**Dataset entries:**
········
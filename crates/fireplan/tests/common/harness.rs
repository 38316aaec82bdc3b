//! Test harness for isolated integration tests.
//!
//! `ScriptedProvider` stands in for the compute backend: it records every
//! request it receives, hands out sequential handles and answers status
//! queries from per-handle scripts. `TestHarness` owns a temp directory for
//! region and config files plus a pipeline wired to the scripted backend.

#![allow(dead_code)]

use std::collections::{HashMap, VecDeque};
use std::path::PathBuf;
use std::sync::atomic::{AtomicU32, Ordering};
use std::sync::{Arc, Mutex};

use async_trait::async_trait;
use tempfile::TempDir;

use fireplan::provider::ExportTicket;
use fireplan::{
    ComputeProvider, ComputeRequest, DeliverableCatalog, JobHandle, JobState, Pipeline,
    PipelineConfig, RemoteError, StatisticValue, TaskStatus,
};

type FailurePredicate = Box<dyn Fn(&ComputeRequest) -> Option<RemoteError> + Send + Sync>;

/// In-memory compute backend driven by the test.
#[derive(Default)]
pub struct ScriptedProvider {
    requests: Mutex<Vec<ComputeRequest>>,
    statuses: Mutex<HashMap<String, VecDeque<TaskStatus>>>,
    failures: Mutex<Vec<FailurePredicate>>,
    next_handle: AtomicU32,
    status_calls: AtomicU32,
}

impl ScriptedProvider {
    pub fn new() -> Self {
        Self::default()
    }

    /// Queues the states reported for `handle`; the last one repeats.
    pub fn script(&self, handle: &str, states: &[JobState]) {
        let queue = states.iter().copied().map(TaskStatus::new).collect();
        self.statuses
            .lock()
            .unwrap()
            .insert(handle.to_string(), queue);
    }

    /// Queues full status responses for `handle`.
    pub fn script_statuses(&self, handle: &str, statuses: Vec<TaskStatus>) {
        self.statuses
            .lock()
            .unwrap()
            .insert(handle.to_string(), statuses.into());
    }

    /// Fails every call whose request matches.
    pub fn fail_when<F>(&self, predicate: F)
    where
        F: Fn(&ComputeRequest) -> Option<RemoteError> + Send + Sync + 'static,
    {
        self.failures.lock().unwrap().push(Box::new(predicate));
    }

    /// Fails every call for `deliverable`.
    pub fn fail_on(&self, deliverable: &str, error: RemoteError) {
        let deliverable = deliverable.to_string();
        self.fail_when(move |request| (request.deliverable == deliverable).then(|| error.clone()));
    }

    pub fn requests(&self) -> Vec<ComputeRequest> {
        self.requests.lock().unwrap().clone()
    }

    pub fn requests_for(&self, deliverable: &str) -> Vec<ComputeRequest> {
        self.requests()
            .into_iter()
            .filter(|r| r.deliverable == deliverable)
            .collect()
    }

    pub fn submitted(&self) -> Vec<String> {
        self.requests().into_iter().map(|r| r.deliverable).collect()
    }

    pub fn status_calls(&self) -> u32 {
        self.status_calls.load(Ordering::SeqCst)
    }

    fn record(&self, request: &ComputeRequest) -> Result<(), RemoteError> {
        self.requests.lock().unwrap().push(request.clone());
        let failures = self.failures.lock().unwrap();
        match failures.iter().find_map(|predicate| predicate(request)) {
            Some(error) => Err(error),
            None => Ok(()),
        }
    }
}

#[async_trait]
impl ComputeProvider for ScriptedProvider {
    fn name(&self) -> &str {
        "scripted"
    }

    async fn submit_export(&self, request: &ComputeRequest) -> Result<ExportTicket, RemoteError> {
        self.record(request)?;
        let n = self.next_handle.fetch_add(1, Ordering::SeqCst) + 1;
        let location = request
            .destination
            .as_ref()
            .map(|d| d.uri())
            .unwrap_or_else(|| format!("mem://{}", request.deliverable.to_lowercase()));
        Ok(ExportTicket {
            handle: JobHandle::new(format!("JOB_{}", n)),
            location,
        })
    }

    async fn get_thumbnail(&self, request: &ComputeRequest) -> Result<String, RemoteError> {
        self.record(request)?;
        Ok(format!(
            "https://thumbs.test/{}.jpg",
            request.deliverable.to_lowercase()
        ))
    }

    async fn compute_statistic(
        &self,
        request: &ComputeRequest,
    ) -> Result<StatisticValue, RemoteError> {
        self.record(request)?;
        Ok([("high".to_string(), 12.5), ("low".to_string(), 3.0)]
            .into_iter()
            .collect())
    }

    async fn task_status(&self, handle: &JobHandle) -> Result<TaskStatus, RemoteError> {
        self.status_calls.fetch_add(1, Ordering::SeqCst);
        let mut statuses = self.statuses.lock().unwrap();
        let queue = statuses
            .get_mut(handle.as_str())
            .ok_or_else(|| RemoteError::UnknownJob(handle.to_string()))?;
        let status = if queue.len() > 1 {
            queue.pop_front()
        } else {
            queue.front().cloned()
        };
        status.ok_or_else(|| RemoteError::UnknownJob(handle.to_string()))
    }
}

/// Isolated environment for a single test.
pub struct TestHarness {
    temp_dir: TempDir,
    pub provider: Arc<ScriptedProvider>,
    pub catalog: Arc<DeliverableCatalog>,
}

impl TestHarness {
    pub fn new() -> Self {
        Self {
            temp_dir: TempDir::new().expect("Failed to create temp directory"),
            provider: Arc::new(ScriptedProvider::new()),
            catalog: Arc::new(DeliverableCatalog::standard().expect("standard catalog")),
        }
    }

    pub fn path(&self) -> PathBuf {
        self.temp_dir.path().to_path_buf()
    }

    /// Writes `content` to `name` inside the temp directory.
    pub fn write_file(&self, name: &str, content: &str) -> PathBuf {
        let path = self.temp_dir.path().join(name);
        std::fs::write(&path, content).expect("Failed to write test file");
        path
    }

    /// Writes a GeoJSON feature collection around a small square.
    pub fn write_region(&self, name: &str) -> PathBuf {
        self.write_file(name, super::builders::SQUARE_FEATURE_COLLECTION)
    }

    pub fn pipeline(&self) -> Pipeline {
        self.pipeline_with(PipelineConfig::default())
    }

    pub fn pipeline_with(&self, config: PipelineConfig) -> Pipeline {
        Pipeline::new(
            self.catalog.clone(),
            self.provider.clone(),
            Arc::new(config),
        )
    }
}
········
**Exercise details:** Each line above that includes the word "Writes" is to be copied.

**Answer box:**
    /// Writes `content` to `name` inside the temp directory.
    /// Writes a GeoJSON feature collection around a small square.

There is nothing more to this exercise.